>>
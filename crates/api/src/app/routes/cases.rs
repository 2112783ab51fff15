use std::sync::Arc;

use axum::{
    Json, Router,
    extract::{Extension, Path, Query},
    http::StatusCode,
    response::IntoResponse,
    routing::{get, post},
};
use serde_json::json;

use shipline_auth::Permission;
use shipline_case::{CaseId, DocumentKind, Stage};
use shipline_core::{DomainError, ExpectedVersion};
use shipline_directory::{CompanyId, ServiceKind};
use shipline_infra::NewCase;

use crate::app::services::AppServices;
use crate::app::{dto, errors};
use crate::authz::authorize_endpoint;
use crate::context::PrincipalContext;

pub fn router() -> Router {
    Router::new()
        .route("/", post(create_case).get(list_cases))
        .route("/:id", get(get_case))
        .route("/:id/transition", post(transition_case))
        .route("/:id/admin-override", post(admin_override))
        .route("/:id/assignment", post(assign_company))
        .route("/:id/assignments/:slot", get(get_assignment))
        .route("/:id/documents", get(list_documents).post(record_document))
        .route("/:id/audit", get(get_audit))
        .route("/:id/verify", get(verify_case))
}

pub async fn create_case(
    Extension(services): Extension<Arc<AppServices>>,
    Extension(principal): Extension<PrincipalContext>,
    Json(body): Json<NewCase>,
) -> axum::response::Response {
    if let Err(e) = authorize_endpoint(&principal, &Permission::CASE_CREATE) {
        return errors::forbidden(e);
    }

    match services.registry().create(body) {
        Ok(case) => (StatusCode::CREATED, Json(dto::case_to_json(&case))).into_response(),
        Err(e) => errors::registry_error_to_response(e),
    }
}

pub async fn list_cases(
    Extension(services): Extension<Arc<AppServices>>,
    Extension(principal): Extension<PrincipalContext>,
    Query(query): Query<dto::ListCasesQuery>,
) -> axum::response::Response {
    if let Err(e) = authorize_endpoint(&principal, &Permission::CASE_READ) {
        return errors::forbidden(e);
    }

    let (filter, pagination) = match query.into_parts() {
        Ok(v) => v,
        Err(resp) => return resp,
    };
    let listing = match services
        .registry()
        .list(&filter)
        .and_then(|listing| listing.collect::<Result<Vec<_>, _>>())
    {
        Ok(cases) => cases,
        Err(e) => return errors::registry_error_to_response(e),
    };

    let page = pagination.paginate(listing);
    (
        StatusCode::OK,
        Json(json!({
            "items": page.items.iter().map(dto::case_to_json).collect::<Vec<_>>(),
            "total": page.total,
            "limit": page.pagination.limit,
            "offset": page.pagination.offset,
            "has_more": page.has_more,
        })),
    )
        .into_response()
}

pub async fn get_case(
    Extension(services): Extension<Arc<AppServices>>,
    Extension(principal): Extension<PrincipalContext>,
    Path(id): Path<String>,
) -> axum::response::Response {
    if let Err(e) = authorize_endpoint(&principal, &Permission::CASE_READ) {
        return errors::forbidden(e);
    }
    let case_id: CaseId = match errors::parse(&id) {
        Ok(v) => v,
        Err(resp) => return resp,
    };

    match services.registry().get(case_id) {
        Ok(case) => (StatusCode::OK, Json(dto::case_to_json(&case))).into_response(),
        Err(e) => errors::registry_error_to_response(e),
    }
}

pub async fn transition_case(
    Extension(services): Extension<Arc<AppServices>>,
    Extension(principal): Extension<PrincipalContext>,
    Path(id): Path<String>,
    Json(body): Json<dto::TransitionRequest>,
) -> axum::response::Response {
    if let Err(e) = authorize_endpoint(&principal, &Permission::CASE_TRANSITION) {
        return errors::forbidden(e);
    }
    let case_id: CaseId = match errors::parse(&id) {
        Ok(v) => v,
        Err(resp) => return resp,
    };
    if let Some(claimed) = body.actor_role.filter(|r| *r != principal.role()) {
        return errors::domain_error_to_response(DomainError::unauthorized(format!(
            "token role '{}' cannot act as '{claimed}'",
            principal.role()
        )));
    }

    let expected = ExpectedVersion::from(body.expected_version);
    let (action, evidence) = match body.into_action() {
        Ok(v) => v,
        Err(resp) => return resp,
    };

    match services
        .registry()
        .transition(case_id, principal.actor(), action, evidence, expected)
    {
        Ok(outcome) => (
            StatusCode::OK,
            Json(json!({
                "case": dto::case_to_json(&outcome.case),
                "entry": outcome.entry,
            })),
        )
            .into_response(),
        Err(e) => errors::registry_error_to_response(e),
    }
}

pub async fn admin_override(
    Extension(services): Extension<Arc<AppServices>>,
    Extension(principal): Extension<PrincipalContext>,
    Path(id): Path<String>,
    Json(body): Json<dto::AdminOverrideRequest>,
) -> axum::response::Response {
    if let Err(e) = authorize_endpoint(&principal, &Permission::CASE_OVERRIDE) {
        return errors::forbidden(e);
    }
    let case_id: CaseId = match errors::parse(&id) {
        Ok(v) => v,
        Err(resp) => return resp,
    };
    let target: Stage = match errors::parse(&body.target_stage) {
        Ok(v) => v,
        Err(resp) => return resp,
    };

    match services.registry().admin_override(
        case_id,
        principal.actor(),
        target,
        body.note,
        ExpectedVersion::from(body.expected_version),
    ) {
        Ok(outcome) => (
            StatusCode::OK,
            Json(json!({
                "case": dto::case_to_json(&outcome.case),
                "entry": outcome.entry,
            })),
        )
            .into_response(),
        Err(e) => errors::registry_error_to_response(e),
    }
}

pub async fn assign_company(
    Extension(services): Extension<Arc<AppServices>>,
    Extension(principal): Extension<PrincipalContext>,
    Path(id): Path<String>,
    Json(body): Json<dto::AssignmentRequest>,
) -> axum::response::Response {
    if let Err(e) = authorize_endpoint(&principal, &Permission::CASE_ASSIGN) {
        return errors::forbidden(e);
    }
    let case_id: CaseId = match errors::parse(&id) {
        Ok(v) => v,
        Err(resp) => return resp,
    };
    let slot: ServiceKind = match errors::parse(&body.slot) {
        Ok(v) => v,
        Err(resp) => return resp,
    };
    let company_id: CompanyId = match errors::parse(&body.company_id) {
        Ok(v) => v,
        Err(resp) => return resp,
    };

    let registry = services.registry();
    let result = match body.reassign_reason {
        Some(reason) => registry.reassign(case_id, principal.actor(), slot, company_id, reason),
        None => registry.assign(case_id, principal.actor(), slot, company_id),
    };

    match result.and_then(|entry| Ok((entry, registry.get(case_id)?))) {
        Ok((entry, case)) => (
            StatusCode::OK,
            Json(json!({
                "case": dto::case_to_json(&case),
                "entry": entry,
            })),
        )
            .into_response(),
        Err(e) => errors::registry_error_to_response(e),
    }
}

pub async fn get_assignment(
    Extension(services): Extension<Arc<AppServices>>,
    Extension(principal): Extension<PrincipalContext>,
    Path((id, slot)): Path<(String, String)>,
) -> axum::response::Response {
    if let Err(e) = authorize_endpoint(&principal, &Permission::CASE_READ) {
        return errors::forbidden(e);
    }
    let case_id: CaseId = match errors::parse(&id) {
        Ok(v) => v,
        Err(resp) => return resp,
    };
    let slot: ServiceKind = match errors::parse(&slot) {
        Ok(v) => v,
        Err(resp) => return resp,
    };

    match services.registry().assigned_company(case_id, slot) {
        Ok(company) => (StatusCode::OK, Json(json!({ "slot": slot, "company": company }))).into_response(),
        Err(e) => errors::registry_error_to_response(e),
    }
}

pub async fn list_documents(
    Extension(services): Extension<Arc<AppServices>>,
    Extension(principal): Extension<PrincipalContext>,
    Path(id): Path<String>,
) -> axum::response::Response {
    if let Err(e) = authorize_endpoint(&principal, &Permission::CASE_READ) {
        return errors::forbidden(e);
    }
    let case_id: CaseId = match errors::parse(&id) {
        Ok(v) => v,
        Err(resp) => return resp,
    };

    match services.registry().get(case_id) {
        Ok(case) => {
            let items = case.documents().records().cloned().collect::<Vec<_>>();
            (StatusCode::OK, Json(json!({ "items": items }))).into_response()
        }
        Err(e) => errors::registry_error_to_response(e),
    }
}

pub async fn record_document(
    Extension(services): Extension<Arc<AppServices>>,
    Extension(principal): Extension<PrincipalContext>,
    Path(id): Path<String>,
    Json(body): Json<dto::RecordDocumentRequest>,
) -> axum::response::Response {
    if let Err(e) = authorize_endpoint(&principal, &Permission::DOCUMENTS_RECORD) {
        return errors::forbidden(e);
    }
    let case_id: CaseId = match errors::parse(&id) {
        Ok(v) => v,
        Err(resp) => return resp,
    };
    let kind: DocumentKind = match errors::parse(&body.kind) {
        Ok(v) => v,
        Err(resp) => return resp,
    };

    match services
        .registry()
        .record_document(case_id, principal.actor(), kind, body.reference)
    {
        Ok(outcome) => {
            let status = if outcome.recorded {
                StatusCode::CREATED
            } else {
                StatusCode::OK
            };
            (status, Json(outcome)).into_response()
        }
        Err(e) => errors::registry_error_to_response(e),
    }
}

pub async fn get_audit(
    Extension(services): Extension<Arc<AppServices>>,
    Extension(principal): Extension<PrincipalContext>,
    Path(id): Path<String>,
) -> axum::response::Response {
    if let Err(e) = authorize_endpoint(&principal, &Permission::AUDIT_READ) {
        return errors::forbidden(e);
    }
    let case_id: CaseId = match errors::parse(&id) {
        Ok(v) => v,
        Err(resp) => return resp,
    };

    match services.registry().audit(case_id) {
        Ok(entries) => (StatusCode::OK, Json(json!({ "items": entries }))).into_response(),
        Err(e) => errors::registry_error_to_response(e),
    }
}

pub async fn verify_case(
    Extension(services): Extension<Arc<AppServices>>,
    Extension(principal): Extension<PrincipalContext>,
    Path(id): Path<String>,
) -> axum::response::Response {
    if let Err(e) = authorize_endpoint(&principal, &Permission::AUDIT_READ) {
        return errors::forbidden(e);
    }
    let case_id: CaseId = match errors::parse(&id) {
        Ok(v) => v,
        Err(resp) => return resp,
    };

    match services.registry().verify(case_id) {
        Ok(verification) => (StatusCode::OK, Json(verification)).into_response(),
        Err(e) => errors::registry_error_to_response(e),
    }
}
<<
• [What this task involves]
All that belongs in the answer is an exact copy of the lines from the start of the records above through the line with "use crate::authz::authorize_endpoint;".

• [Task answer]
filename crates/api/src/app/routes/cases.rs
repository 2112783ab51fff15
use std::sync::Arc;

use axum::{
    Json, Router,
    extract::{Extension, Path, Query},
    http::StatusCode,
    response::IntoResponse,
    routing::{get, post},
};
use serde_json::json;

use shipline_auth::Permission;
use shipline_case::{CaseId, DocumentKind, Stage};
use shipline_core::{DomainError, ExpectedVersion};
use shipline_directory::{CompanyId, ServiceKind};
use shipline_infra::NewCase;

use crate::app::services::AppServices;
use crate::app::{dto, errors};
use crate::authz::authorize_endpoint;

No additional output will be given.